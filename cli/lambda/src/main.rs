//! ddss-inventory Lambda function
//!
//! Runs one inventory pass per scheduled invocation. Configuration is read
//! from the environment at cold start; clients and the [`Inventory`] are
//! reused across warm invocations, each of which starts from an empty batch.

use clap::ValueEnum;
use ddss_cli_common::{LogFormat, LogLevel, init_logging};
use ddss_inventory::{
    FirehoseDelivery, Inventory, InventoryConfig, S3JournalLister, create_s3_client,
};
use lambda_runtime::{Error, run, service_fn};

mod handler;

fn env_choice<T: ValueEnum>(name: &str, default: T) -> T {
    std::env::var(name)
        .ok()
        .and_then(|v| T::from_str(&v, true).ok())
        .unwrap_or(default)
}

#[tokio::main]
async fn main() -> Result<(), Error> {
    // JSON by default for CloudWatch
    let log_level = env_choice("LOG_LEVEL", LogLevel::Info);
    let log_format = env_choice("LOG_FORMAT", LogFormat::Json);
    init_logging(log_level, log_format)?;

    let config = InventoryConfig::from_env()?;

    let s3_client = create_s3_client(&config.s3_config()).await?;
    let lister = S3JournalLister::new(s3_client, &config.bucket, config.prefix.clone());
    let delivery = FirehoseDelivery::new(config.firehose_config()).await?;

    let inventory = Inventory::new(lister, delivery, config);

    run(service_fn(|event| handler::function_handler(event, &inventory))).await
}
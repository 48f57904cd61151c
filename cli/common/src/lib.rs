//! Shared utilities for the ddss-inventory binaries.
//!
//! This crate provides logging setup and summary formatting shared between
//! the `ddss-inventory` CLI and the `ddss-inventory-lambda` function.

pub mod args;
pub mod format;
pub mod logging;

pub use args::{LogFormat, LogLevel};
pub use format::{format_bytes, format_count, format_duration};
pub use logging::init_logging;
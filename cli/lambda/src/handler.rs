//! Invocation handler.

use ddss_inventory::{Delivery, Inventory, ObjectLister, RunStats};
use lambda_runtime::{Error, LambdaEvent};
use serde_json::{Value, json};
use tracing::{info, warn};

/// Handle one scheduled invocation.
///
/// The event payload is ignored. Listing, delivery, and configuration
/// failures fail the invocation; skipped keys are reported in the response.
pub async fn function_handler<L: ObjectLister, D: Delivery>(
    event: LambdaEvent<Value>,
    inventory: &Inventory<L, D>,
) -> Result<Value, Error> {
    let request_id = event.context.request_id;
    info!(request_id = %request_id, "Invocation received");

    let stats = inventory.run().await?;

    if stats.has_errors() {
        warn!(
            request_id = %request_id,
            keys_skipped = stats.keys_skipped,
            "Inventory completed with skipped keys"
        );
    }

    Ok(summary(&stats))
}

/// Response body describing a completed run.
pub fn summary(stats: &RunStats) -> Value {
    json!({
        "objectsListed": stats.objects_listed,
        "journalsFound": stats.journals_found,
        "eventsBuilt": stats.events_built,
        "keysSkipped": stats.keys_skipped,
        "batchesDelivered": stats.batches_delivered,
        "recordsDelivered": stats.records_delivered,
        "bytesDelivered": stats.bytes_delivered,
        "errors": stats.errors,
    })
}
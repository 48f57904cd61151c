//! ddss-inventory CLI
//!
//! One-shot Splunk DDSS bucket inventory.

use clap::Parser;
use ddss_cli_common::{format_bytes, format_count, format_duration, init_logging};

mod args;
mod run;

use args::Cli;

#[tokio::main]
async fn main() -> anyhow::Result<()> {
    let args = Cli::parse();

    // Logs go to stderr so a stdout dry run stays pipeable
    init_logging(args.log_level, args.log_format)?;

    let stats = run::execute(args).await?;

    eprintln!();
    eprintln!("Inventory completed:");
    eprintln!("  Objects listed:    {}", format_count(stats.objects_listed));
    eprintln!("  Journals found:    {}", format_count(stats.journals_found));
    eprintln!("  Events built:      {}", format_count(stats.events_built));
    eprintln!("  Keys skipped:      {}", format_count(stats.keys_skipped));
    eprintln!(
        "  Batches delivered: {}",
        format_count(stats.batches_delivered)
    );
    eprintln!(
        "  Records delivered: {} ({})",
        format_count(stats.records_delivered),
        format_bytes(stats.bytes_delivered)
    );

    if let Some(duration) = stats.duration() {
        eprintln!("  Duration:          {}", format_duration(duration));
    }

    if stats.has_errors() {
        for error in &stats.errors {
            eprintln!("  Error: {}", error);
        }
        std::process::exit(4); // Partial failure
    }

    Ok(())
}
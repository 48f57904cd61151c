//! CLI argument definitions for ddss-inventory.

use clap::{Parser, ValueEnum};
use ddss_cli_common::{LogFormat, LogLevel};
use ddss_inventory::batch::{
    DEFAULT_MAX_BYTES, DEFAULT_MAX_RECORDS, FIREHOSE_MAX_BYTES, FIREHOSE_MAX_RECORDS,
};

/// Splunk DDSS bucket inventory.
///
/// Lists the journal files Splunk archived to S3, derives bucket metadata
/// from each key, and sends it as Splunk events to a Firehose stream.
/// Every option can also be set through the environment variable the
/// Lambda function uses.
///
/// ## Examples
///
/// Send to Firehose:
///   ddss-inventory -b ddss-archive --firehose-name splunk-ddss --splunk-index ddss_meta
///
/// Dry run, printing events as JSON lines:
///   ddss-inventory -b ddss-archive --splunk-index ddss_meta --destination stdout
#[derive(Parser, Debug)]
#[command(name = "ddss-inventory")]
#[command(version, about, long_about = None)]
pub struct Cli {
    // === S3 Configuration ===
    /// S3 bucket holding the DDSS archive
    #[arg(short, long, env = "BUCKET_NAME")]
    pub bucket: String,

    /// S3 prefix to narrow the listing
    #[arg(short, long, env = "DDSS_PREFIX")]
    pub prefix: Option<String>,

    /// Custom S3 endpoint URL (for LocalStack)
    #[arg(long, env = "DDSS_S3_ENDPOINT")]
    pub s3_endpoint: Option<String>,

    /// AWS region
    #[arg(long, env = "AWS_REGION", default_value = "us-east-1")]
    pub region: String,

    /// AWS access key ID
    #[arg(long, env = "AWS_ACCESS_KEY_ID")]
    pub access_key: Option<String>,

    /// AWS secret access key
    #[arg(long, env = "AWS_SECRET_ACCESS_KEY", hide_env_values = true)]
    pub secret_key: Option<String>,

    /// AWS profile name
    #[arg(long, env = "AWS_PROFILE")]
    pub profile: Option<String>,

    // === Event Options ===
    /// Splunk index the events are written to
    #[arg(long, env = "SPLUNK_INDEX")]
    pub splunk_index: String,

    /// Value for the event host and source fields
    #[arg(long, env = "AWS_LAMBDA_FUNCTION_NAME", default_value = "ddss-inventory")]
    pub source: String,

    // === Destination Options ===
    /// Delivery destination
    #[arg(long, value_enum, default_value = "firehose")]
    pub destination: DestinationType,

    /// Firehose delivery stream name (required when destination=firehose)
    #[arg(long, env = "FIREHOSE_NAME")]
    pub firehose_name: Option<String>,

    /// Custom Firehose endpoint URL (for LocalStack)
    #[arg(long, env = "DDSS_FIREHOSE_ENDPOINT")]
    pub firehose_endpoint: Option<String>,

    /// Maximum records per delivery (1-500)
    #[arg(long, env = "DDSS_MAX_BATCH_RECORDS", default_value_t = DEFAULT_MAX_RECORDS, value_parser = parse_max_records)]
    pub max_batch_records: usize,

    /// Maximum serialized bytes per delivery
    #[arg(long, env = "DDSS_MAX_BATCH_BYTES", default_value_t = DEFAULT_MAX_BYTES, value_parser = parse_max_bytes)]
    pub max_batch_bytes: usize,

    // === Logging Options ===
    /// Log level
    #[arg(long, value_enum, env = "LOG_LEVEL", default_value = "info")]
    pub log_level: LogLevel,

    /// Log format
    #[arg(long, value_enum, env = "LOG_FORMAT", default_value = "text")]
    pub log_format: LogFormat,
}

/// Destination type.
#[derive(Debug, Clone, Copy, PartialEq, Eq, ValueEnum)]
pub enum DestinationType {
    /// Send to a Firehose delivery stream
    Firehose,
    /// Print events to stdout (dry run)
    Stdout,
}

fn parse_bounded(s: &str, max: usize) -> Result<usize, String> {
    let value: usize = s
        .parse()
        .map_err(|_| format!("'{}' is not a valid number", s))?;
    if !(1..=max).contains(&value) {
        return Err(format!("{} is not in 1..={}", value, max));
    }
    Ok(value)
}

/// Parse the per-delivery record limit.
fn parse_max_records(s: &str) -> Result<usize, String> {
    parse_bounded(s, FIREHOSE_MAX_RECORDS)
}

/// Parse the per-delivery byte limit.
fn parse_max_bytes(s: &str) -> Result<usize, String> {
    parse_bounded(s, FIREHOSE_MAX_BYTES)
}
════════
• **Task description**: Search the data for the string "stream" and say how many lines include it, giving only the number.

• **Expected output**: 3